When compiling Greenplum from source, there are known issues related to changing the PYTHONPATH environment variable after compilation. In order for the deep learning features of MADlib to function properly, it requires keras, tensorflow, and all their dependencies to be installed in the same python directory that was set in the PYTHONPATH environment variable before compiling Greenplum. If a new directory is added to PYTHONPATH later, it will not get reflected on the segments unless Greenplum is recompiled and restarted.
NOTE: If Greenplum is installed using gppkg or another binary package and the PYTHONPATH is set as default, users should be able to `pip install` keras(2.2.4), tensorflow(1.14) and all other dependencies in the appropriate location, that would be used by MADlib deep learning functions.

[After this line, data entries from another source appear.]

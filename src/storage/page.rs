// # Page Buffers
//
// Fixed-size page buffers backed by segment allocations. A buffer's share
// counter encodes its lifecycle state:
//
// - `0`                - free (or a detached single-use buffer)
// - `BUFFER_WRITABLE`  - exclusively owned by one writer
// - `>= 1`            - readable, shared by that many readers
//
// All pool transitions go through `MemoryCache` under its lock; only the
// release decrement is lock-free.

use std::cell::UnsafeCell;
use std::fmt;
use std::sync::atomic::{AtomicI32, AtomicU64, AtomicU8, Ordering};
use std::sync::Arc;

/// Size of every page on disk and in memory. The unit of all I/O.
pub const PAGE_SIZE: usize = 8192;

/// Share-counter sentinel for a buffer exclusively owned by one writer.
pub const BUFFER_WRITABLE: i32 = -1;

/// Position sentinel for a buffer that has not been placed in a file yet.
pub const POSITION_NOT_SET: u64 = u64::MAX;

/// Coarse logical clock for buffer access timestamps.
static BUFFER_CLOCK: AtomicU64 = AtomicU64::new(0);

/// Which file a page belongs to.
#[derive(Debug, Clone, Copy, PartialEq, Eq, Hash)]
pub enum FileOrigin {
    /// The canonical committed database image.
    Data = 1,
    /// The write-ahead log.
    Log = 2,
}

impl FileOrigin {
    fn to_code(self) -> u8 {
        self as u8
    }

    fn from_code(code: u8) -> Option<Self> {
        match code {
            1 => Some(FileOrigin::Data),
            2 => Some(FileOrigin::Log),
            _ => None,
        }
    }
}

/// Key of a readable buffer in the cache: at most one readable buffer exists
/// per `(origin, position)` pair.
#[derive(Debug, Clone, Copy, PartialEq, Eq, Hash)]
pub struct PositionOrigin {
    pub position: u64,
    pub origin: FileOrigin,
}

impl PositionOrigin {
    pub fn new(position: u64, origin: FileOrigin) -> Self {
        debug_assert!(position != POSITION_NOT_SET, "position must be set");
        Self { position, origin }
    }
}

/// One contiguous allocation of `pages * PAGE_SIZE` bytes. Buffers hand out
/// disjoint windows into it; segments are never freed while the cache lives.
pub(crate) struct Segment {
    bytes: Box<[UnsafeCell<u8>]>,
}

// The segment itself is just storage. Aliasing is governed by the share
// counter of each PageBuffer window; disjoint windows never overlap.
unsafe impl Send for Segment {}
unsafe impl Sync for Segment {}

impl Segment {
    pub(crate) fn new(pages: usize) -> Arc<Self> {
        let bytes: Vec<UnsafeCell<u8>> = (0..pages * PAGE_SIZE).map(|_| UnsafeCell::new(0)).collect();
        Arc::new(Self {
            bytes: bytes.into_boxed_slice(),
        })
    }

    fn page_ptr(&self, offset: usize) -> *mut u8 {
        debug_assert!(offset + PAGE_SIZE <= self.bytes.len());
        self.bytes[offset].get()
    }
}

/// In-memory handle to one page: a window into a segment plus the metadata
/// that places the page in a file.
pub struct PageBuffer {
    segment: Arc<Segment>,
    offset: usize,
    index: usize,
    position: AtomicU64,
    origin: AtomicU8,
    share_counter: AtomicI32,
    timestamp: AtomicU64,
}

impl PageBuffer {
    pub(crate) fn new(segment: Arc<Segment>, offset: usize, index: usize) -> Arc<Self> {
        Arc::new(Self {
            segment,
            offset,
            index,
            position: AtomicU64::new(POSITION_NOT_SET),
            origin: AtomicU8::new(0),
            share_counter: AtomicI32::new(0),
            timestamp: AtomicU64::new(0),
        })
    }

    /// A single-use buffer outside any cache segment pool, share counter 0.
    /// Used by sequential full-file reads that must not disturb the cache.
    pub(crate) fn detached() -> Arc<Self> {
        Self::new(Segment::new(1), 0, 0)
    }

    /// 0-based slot index within the owning segment.
    pub fn index(&self) -> usize {
        self.index
    }

    pub fn position(&self) -> u64 {
        self.position.load(Ordering::SeqCst)
    }

    pub fn origin(&self) -> Option<FileOrigin> {
        FileOrigin::from_code(self.origin.load(Ordering::SeqCst))
    }

    pub fn share_counter(&self) -> i32 {
        self.share_counter.load(Ordering::SeqCst)
    }

    pub fn is_writable(&self) -> bool {
        self.share_counter() == BUFFER_WRITABLE
    }

    /// Logical clock value of the last access through the cache.
    pub fn timestamp(&self) -> u64 {
        self.timestamp.load(Ordering::Relaxed)
    }

    pub(crate) fn touch(&self) {
        let now = BUFFER_CLOCK.fetch_add(1, Ordering::Relaxed) + 1;
        self.timestamp.store(now, Ordering::Relaxed);
    }

    /// Place the page in a file. Only the exclusive owner of an unshared
    /// buffer may move it.
    pub fn set_position_origin(&self, position: u64, origin: FileOrigin) {
        debug_assert!(
            self.share_counter() <= 0,
            "cannot reposition a buffer shared by readers"
        );
        debug_assert!(position % PAGE_SIZE as u64 == 0, "page position must be aligned");

        self.position.store(position, Ordering::SeqCst);
        self.origin.store(origin.to_code(), Ordering::SeqCst);
    }

    /// Readable key of this buffer. Panics if position or origin is unset.
    pub(crate) fn key(&self) -> PositionOrigin {
        let origin = self.origin().expect("buffer origin must be set");
        PositionOrigin::new(self.position(), origin)
    }

    /// Shared view of the page bytes.
    ///
    /// Valid while the caller holds a readable reference or exclusive
    /// ownership; the share-counter discipline prevents a writer from
    /// aliasing this view.
    pub fn slice(&self) -> &[u8] {
        unsafe { std::slice::from_raw_parts(self.segment.page_ptr(self.offset), PAGE_SIZE) }
    }

    /// Exclusive view of the page bytes. Requires an unshared buffer
    /// (writable or detached); the caller is the only logical owner.
    #[allow(clippy::mut_from_ref)]
    pub(crate) fn slice_mut(&self) -> &mut [u8] {
        debug_assert!(
            self.share_counter() <= 0,
            "mutable access requires an unshared buffer"
        );
        unsafe { std::slice::from_raw_parts_mut(self.segment.page_ptr(self.offset), PAGE_SIZE) }
    }

    /// Overwrite every byte of the page.
    pub fn fill(&self, value: u8) {
        self.slice_mut().fill(value);
    }

    /// Copy `data` into the page starting at `offset`.
    pub fn write_slice(&self, offset: usize, data: &[u8]) {
        self.slice_mut()[offset..offset + data.len()].copy_from_slice(data);
    }

    /// Drop one reader reference. The buffer stays in the readable index
    /// until the cache recycles it.
    pub fn release(&self) {
        let prev = self.share_counter.fetch_sub(1, Ordering::SeqCst);
        debug_assert!(prev >= 1, "release on a buffer with no readers");
    }

    pub(crate) fn share_ref(&self) -> &AtomicI32 {
        &self.share_counter
    }

    pub(crate) fn mark_writable(&self) {
        self.share_counter.store(BUFFER_WRITABLE, Ordering::SeqCst);
    }

    pub(crate) fn mark_readable(&self, shares: i32) {
        debug_assert!(shares >= 0);
        self.share_counter.store(shares, Ordering::SeqCst);
    }

    /// Reset to the free state: no position, no origin, no owners.
    pub(crate) fn mark_free(&self) {
        self.position.store(POSITION_NOT_SET, Ordering::SeqCst);
        self.origin.store(0, Ordering::SeqCst);
        self.share_counter.store(0, Ordering::SeqCst);
    }
}

impl fmt::Debug for PageBuffer {
    fn fmt(&self, f: &mut fmt::Formatter<'_>) -> fmt::Result {
        f.debug_struct("PageBuffer")
            .field("index", &self.index)
            .field("position", &self.position())
            .field("origin", &self.origin())
            .field("share_counter", &self.share_counter())
            .finish()
    }
}

#[cfg(test)]
mod tests {
    use super::*;

    #[test]
    fn test_new_buffer_is_free_and_unplaced() {
        let buffer = PageBuffer::detached();
        assert_eq!(buffer.share_counter(), 0);
        assert_eq!(buffer.position(), POSITION_NOT_SET);
        assert_eq!(buffer.origin(), None);
    }

    #[test]
    fn test_fill_and_slice_round_trip() {
        let buffer = PageBuffer::detached();
        buffer.fill(0xAB);
        assert!(buffer.slice().iter().all(|&b| b == 0xAB));

        buffer.write_slice(10, &[1, 2, 3]);
        assert_eq!(&buffer.slice()[10..13], &[1, 2, 3]);
    }

    #[test]
    fn test_set_position_origin() {
        let buffer = PageBuffer::detached();
        buffer.set_position_origin(PAGE_SIZE as u64 * 3, FileOrigin::Log);
        assert_eq!(buffer.position(), PAGE_SIZE as u64 * 3);
        assert_eq!(buffer.origin(), Some(FileOrigin::Log));
        assert_eq!(buffer.key(), PositionOrigin::new(PAGE_SIZE as u64 * 3, FileOrigin::Log));
    }

    #[test]
    fn test_segment_windows_are_disjoint() {
        let segment = Segment::new(2);
        let first = PageBuffer::new(segment.clone(), 0, 0);
        let second = PageBuffer::new(segment, PAGE_SIZE, 1);

        first.fill(0x11);
        second.fill(0x22);

        assert!(first.slice().iter().all(|&b| b == 0x11));
        assert!(second.slice().iter().all(|&b| b == 0x22));
    }
}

- Support for keras/tensorflow on Greenplum/Postgres on CentOS 6:
Currently, defacto, CentOS 6 comes with glibc 2.12, while, Tensorflow installation requires at least glibc 2.17. MADlib Deep Learning module on CentOS 6, requires installing Keras and Tensorflow which might need compiling glibc from source. Having a higher version of glibc with Greenplum 5 may impact database behavior.
- GPU memory management:
- Canceling execution of all deep learning operations on GPU intermittently, may not release GPU memory. However, logging out of the psql session will release all the memory.
- GPU memory cannot be released within the same session, even though the query finishes, eg., if a madlib_keras_fit(), with the argument gpus_per_host>=1, starts execution in a psql session(S1), it will use the underlying GPU memory, but once the query finishes successfully, the GPU memory will not be released (see https://github.com/keras-team/keras/issues/9379 for more info).
- It is advisable to logout of the current psql session when switching from using CPU to GPU for computation or vice versa. Internally in the code, the CUDA environment variable `CUDA_VISIBLE_DEVICES` is set based on the gpus_per_host flag. Once this variable is set to -1 (disable GPU), there is no way to reset it to using GPU and that session will always use only CPU.
- Recommended configuration for GPUs setup: 1 GPU available per segment. If the number of GPUs per segment host is less than the number of segments per segment host, different segments share the same GPU, which may fail in some scenarios.
- Recommended format when specifying metric, optimizer and loss values in compile_params argument: loss=mean_squared_error
Currently, MADlib does not support the format importing individual loss functions, like, loss=losses.mean_squared_error.
Keras's JSON serialization seems not to be compatible for different versions of Keras. For example, we had an issue loading a local Keras 2.2.4 model to the cluster, which had 2.1.6 installed.